Conjunctive adverbs can be grouped according to function. This may help you understand them a bit better:
- Sometimes their function is addition, and examples of these would be: “in addition, next, still, also, and again.”
- Comparison is another way they work, such as words like “also, likewise, and similarly.”
- Concession is sometimes made with words like “granted and of course.”
- Adverbs like “although, instead, in spite of, and regardless”, show a contrast.
- Sometimes emphasis is the function, with words like “indeed, of course, and certainly.”
- Conjunctive adverbs can illustrate with words such as: “for example, namely, thus, and in conclusion.”
- Words that summarize include: “all in all, that is, in summary, and finally.”
- Time can be referred to with these words: “before, meanwhile, furthermore, lately, now, since, and thereafter.”
Conjunctive adverbs are also called adverbial conjunctions. Here are a few examples to further illustrate what they do for sentences.
- I wanted to see a scary movie; however, my friend wanted to see a comedy.
- You need to concentrate on your studies; otherwise, you will fail the class.
- The thunder and lightning were intense; consequently, the crowd dispersed.
- He enjoyed getting a new tie; nevertheless, a sports car would have been a better gift.
- We really need to go to the mall; in addition, we should see a movie.
- Conjunctive adverbs act like conjunctions; however, they are adverbs.
Conjunctive adverbs can also function as a regular adverb and modify a verb, an adjective, or another adverb. In this case, they will not need extra punctuation. Here is an example: “He was accordingly very interested in jazz.” In this sentence the word “accordingly” is acting like an adverb and modifying the verb “interested.”
Many times a conjunctive adverb will start a sentence and need a comma after it since it appears before an independent clause. Following are some examples:
- Therefore, I will eat green eggs and ham.
- In other words, English is a hard language.
- Above all, we must try and save the planet.
Parts of Speech
Other major parts of speech are nouns, verbs, adjectives, and pronouns. Following are explanations and a few examples of each.
- Nouns are words for things, places, people, objects, and ideas. Examples include: “whale, tree, belief, house, John, country, love, teacher, and cat.”

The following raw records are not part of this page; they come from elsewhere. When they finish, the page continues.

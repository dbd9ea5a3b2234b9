//! Render-side collaborator.
//!
//! The engine never touches renderer objects directly; it hands decal
//! geometry to a [`SceneSink`] and keeps the returned handle so the node can be
//! detached again. [`SceneDiff`] is the sink used by the wasm facade: it
//! records what changed since the renderer last asked.

use std::collections::BTreeMap;
use std::sync::Arc;

use serde::Serialize;

use super::decal::{DecalGeometry, DecalKind};

#[derive(Debug, Copy, Clone, Eq, PartialEq, Hash, Ord, PartialOrd, Serialize)]
pub struct RenderHandle(pub u32);

#[derive(Debug, Clone, Copy, PartialEq, Eq, Serialize)]
#[serde(tag = "kind", rename_all = "camelCase")]
pub enum MaterialKind {
    ZoneEdit,
    ZoneCorrect,
    ZoneError,
    Sticker { symbol: char },
}

#[derive(Debug, Serialize, Clone, Copy, PartialEq)]
#[serde(rename_all = "camelCase")]
pub struct MaterialExport {
    pub color: [f64; 3],
    pub opacity: f64,
    pub render_order: i32,
    pub polygon_offset_factor: f64,
    pub double_sided: bool,
    pub textured: bool,
}

impl MaterialKind {
    #[must_use]
    pub fn style(self) -> MaterialExport {
        let zone = |rgb: u32, opacity: f64| MaterialExport {
            color: hex_to_rgb(rgb),
            opacity,
            render_order: 2,
            polygon_offset_factor: -4.0,
            double_sided: true,
            textured: false,
        };
        match self {
            Self::ZoneEdit => zone(0x3b_82_f6, 0.5),
            Self::ZoneCorrect => zone(0x10_b9_81, 0.6),
            Self::ZoneError => zone(0xef_44_44, 0.6),
            Self::Sticker { .. } => MaterialExport {
                color: [1.0, 1.0, 1.0],
                opacity: 1.0,
                render_order: 1,
                polygon_offset_factor: -4.0,
                double_sided: false,
                textured: true,
            },
        }
    }
}

fn hex_to_rgb(hex: u32) -> [f64; 3] {
    let channel = |shift: u32| f64::from((hex >> shift) & 0xff) / 255.0;
    [channel(16), channel(8), channel(0)]
}

/// A decal to be shown as a child of the target's scene subtree.
#[derive(Debug, Clone, PartialEq)]
pub struct SceneNode {
    pub geometry: Arc<DecalGeometry>,
    pub material: MaterialKind,
}

pub trait SceneSink {
    fn attach(&mut self, node: SceneNode) -> RenderHandle;
    /// Detaching an unknown handle is a no-op.
    fn detach(&mut self, handle: RenderHandle);
}

#[derive(Debug, Serialize, Clone, PartialEq)]
#[serde(rename_all = "camelCase")]
pub struct SceneNodeExport {
    pub id: u32,
    pub kind: DecalKind,
    pub material: MaterialKind,
    pub style: MaterialExport,
    pub positions: Vec<f64>,
    pub normals: Vec<f64>,
    pub uvs: Vec<f64>,
    pub indices: Vec<u32>,
}

impl SceneNodeExport {
    fn new(handle: RenderHandle, node: &SceneNode) -> Self {
        let mesh = &node.geometry.mesh;
        Self {
            id: handle.0,
            kind: node.geometry.kind,
            material: node.material,
            style: node.material.style(),
            positions: mesh.positions_flat().to_vec(),
            normals: mesh.normals_flat().map(<[f64]>::to_vec).unwrap_or_default(),
            uvs: mesh.uvs_flat().map(<[f64]>::to_vec).unwrap_or_default(),
            indices: mesh.indices.clone(),
        }
    }
}

#[derive(Debug, Default, Serialize, Clone, PartialEq)]
pub struct SceneDiffExport {
    pub added: Vec<SceneNodeExport>,
    pub removed: Vec<u32>,
}

impl SceneDiffExport {
    #[must_use]
    pub fn is_empty(&self) -> bool {
        self.added.is_empty() && self.removed.is_empty()
    }
}

/// Recording sink. Nodes attached and detached between two [`SceneDiff::take`]
/// calls never show up in either list.
#[derive(Debug, Default)]
pub struct SceneDiff {
    next_handle: u32,
    live: BTreeMap<RenderHandle, SceneNode>,
    added: Vec<RenderHandle>,
    removed: Vec<RenderHandle>,
}

impl SceneDiff {
    #[must_use]
    pub fn new() -> Self {
        Self::default()
    }

    /// Drains pending changes.
    pub fn take(&mut self) -> SceneDiffExport {
        let added = std::mem::take(&mut self.added)
            .into_iter()
            .filter_map(|handle| self.live.get(&handle).map(|node| SceneNodeExport::new(handle, node)))
            .collect();
        let removed = std::mem::take(&mut self.removed).into_iter().map(|h| h.0).collect();
        SceneDiffExport { added, removed }
    }

    #[must_use]
    pub fn live_count(&self) -> usize {
        self.live.len()
    }

    #[must_use]
    pub fn get(&self, handle: RenderHandle) -> Option<&SceneNode> {
        self.live.get(&handle)
    }

    pub fn live_nodes(&self) -> impl Iterator<Item = (RenderHandle, &SceneNode)> {
        self.live.iter().map(|(handle, node)| (*handle, node))
    }
}

impl SceneSink for SceneDiff {
    fn attach(&mut self, node: SceneNode) -> RenderHandle {
        let handle = RenderHandle(self.next_handle);
        self.next_handle += 1;
        self.live.insert(handle, node);
        self.added.push(handle);
        handle
    }

    fn detach(&mut self, handle: RenderHandle) {
        if self.live.remove(&handle).is_none() {
            return;
        }
        if let Some(pos) = self.added.iter().position(|h| *h == handle) {
            self.added.remove(pos);
        } else {
            self.removed.push(handle);
        }
    }
}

- Verbs are words of action or describe a state of existence. They can also be helpers. Some action verbs would be “swim, walk, fly, need, desire, and read.” Verbs that are a state of being include: “am, are, is, was, being, be, been, and were.” Some helping verbs are “will, may, have, does, should, and could.”
- Adverbs change, or modify, verbs, adjectives, and other adverbs. Many end with “ly” so they are easy to spot. Examples include: “really, briskly, usually, completely, and absolutely.” Adverbs that do not end in “ly” are like: “here, there, inside, somewhere, always, kind of, almost, so, and to some extent.”
- Adjectives slightly change or describe nouns and pronouns and are usually close to the word that are modifying. Some good examples are: “green, lazy, tall, thin, deep, sweet, fancy, poor, tiny, soft, thunderous, severe, delicious, and brilliant.”
- Pronouns are substitute words, taking the place of nouns. Pronouns include: “I, she, he, it, them, they, which, him, her, you, none, and me.”